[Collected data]
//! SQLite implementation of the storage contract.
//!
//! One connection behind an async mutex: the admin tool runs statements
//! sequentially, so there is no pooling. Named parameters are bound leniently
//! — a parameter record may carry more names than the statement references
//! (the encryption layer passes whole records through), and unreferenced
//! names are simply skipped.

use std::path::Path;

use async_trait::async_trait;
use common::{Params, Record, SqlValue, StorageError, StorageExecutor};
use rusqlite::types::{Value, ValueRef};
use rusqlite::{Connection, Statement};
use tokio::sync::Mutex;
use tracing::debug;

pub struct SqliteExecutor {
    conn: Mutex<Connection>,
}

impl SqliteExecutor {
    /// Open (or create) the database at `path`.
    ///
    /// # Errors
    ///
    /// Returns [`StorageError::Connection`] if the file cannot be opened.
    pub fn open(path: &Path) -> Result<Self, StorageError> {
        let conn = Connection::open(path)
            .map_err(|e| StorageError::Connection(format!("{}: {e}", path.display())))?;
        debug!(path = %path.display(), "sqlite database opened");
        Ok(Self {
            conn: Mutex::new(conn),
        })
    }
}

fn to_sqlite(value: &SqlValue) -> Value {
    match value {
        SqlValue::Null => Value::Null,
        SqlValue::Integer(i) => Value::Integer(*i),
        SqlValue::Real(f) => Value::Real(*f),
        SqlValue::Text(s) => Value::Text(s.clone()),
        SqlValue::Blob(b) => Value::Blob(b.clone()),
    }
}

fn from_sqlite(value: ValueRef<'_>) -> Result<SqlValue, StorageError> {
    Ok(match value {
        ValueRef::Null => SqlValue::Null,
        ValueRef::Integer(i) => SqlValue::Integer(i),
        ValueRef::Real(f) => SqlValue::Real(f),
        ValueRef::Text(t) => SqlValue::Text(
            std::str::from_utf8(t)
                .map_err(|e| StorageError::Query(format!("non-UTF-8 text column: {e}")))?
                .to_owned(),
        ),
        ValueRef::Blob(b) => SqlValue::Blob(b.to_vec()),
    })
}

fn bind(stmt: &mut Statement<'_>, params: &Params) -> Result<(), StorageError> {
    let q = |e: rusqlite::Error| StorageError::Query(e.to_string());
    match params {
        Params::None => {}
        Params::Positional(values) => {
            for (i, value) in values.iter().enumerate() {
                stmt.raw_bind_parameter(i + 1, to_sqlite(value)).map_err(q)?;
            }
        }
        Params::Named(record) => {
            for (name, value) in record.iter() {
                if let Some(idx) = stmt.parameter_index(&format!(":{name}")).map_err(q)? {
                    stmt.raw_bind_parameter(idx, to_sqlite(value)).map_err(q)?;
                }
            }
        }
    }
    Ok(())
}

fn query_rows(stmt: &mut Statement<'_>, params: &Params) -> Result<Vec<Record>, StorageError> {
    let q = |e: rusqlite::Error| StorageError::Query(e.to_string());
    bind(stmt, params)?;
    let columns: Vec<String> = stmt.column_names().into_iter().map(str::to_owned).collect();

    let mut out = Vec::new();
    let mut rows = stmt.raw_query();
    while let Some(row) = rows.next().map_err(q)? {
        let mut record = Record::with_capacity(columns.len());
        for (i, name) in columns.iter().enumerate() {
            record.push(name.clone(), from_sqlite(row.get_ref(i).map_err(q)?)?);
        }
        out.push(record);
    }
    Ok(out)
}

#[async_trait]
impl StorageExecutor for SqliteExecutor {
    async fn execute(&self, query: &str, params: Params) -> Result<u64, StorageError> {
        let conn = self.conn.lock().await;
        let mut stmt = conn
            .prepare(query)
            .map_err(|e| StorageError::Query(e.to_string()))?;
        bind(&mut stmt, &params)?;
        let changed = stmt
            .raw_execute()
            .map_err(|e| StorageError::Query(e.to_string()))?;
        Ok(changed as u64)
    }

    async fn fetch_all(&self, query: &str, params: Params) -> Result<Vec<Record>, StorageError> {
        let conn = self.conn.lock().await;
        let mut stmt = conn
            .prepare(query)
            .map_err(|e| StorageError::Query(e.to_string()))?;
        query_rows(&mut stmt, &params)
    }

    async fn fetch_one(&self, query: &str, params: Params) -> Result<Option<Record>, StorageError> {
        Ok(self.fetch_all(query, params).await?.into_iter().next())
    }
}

**Exercise goal:**
If a line in the data above holds the string "debug", copy it.

**Output below:**
use tracing::debug;
        debug!(path = %path.display(), "sqlite database opened");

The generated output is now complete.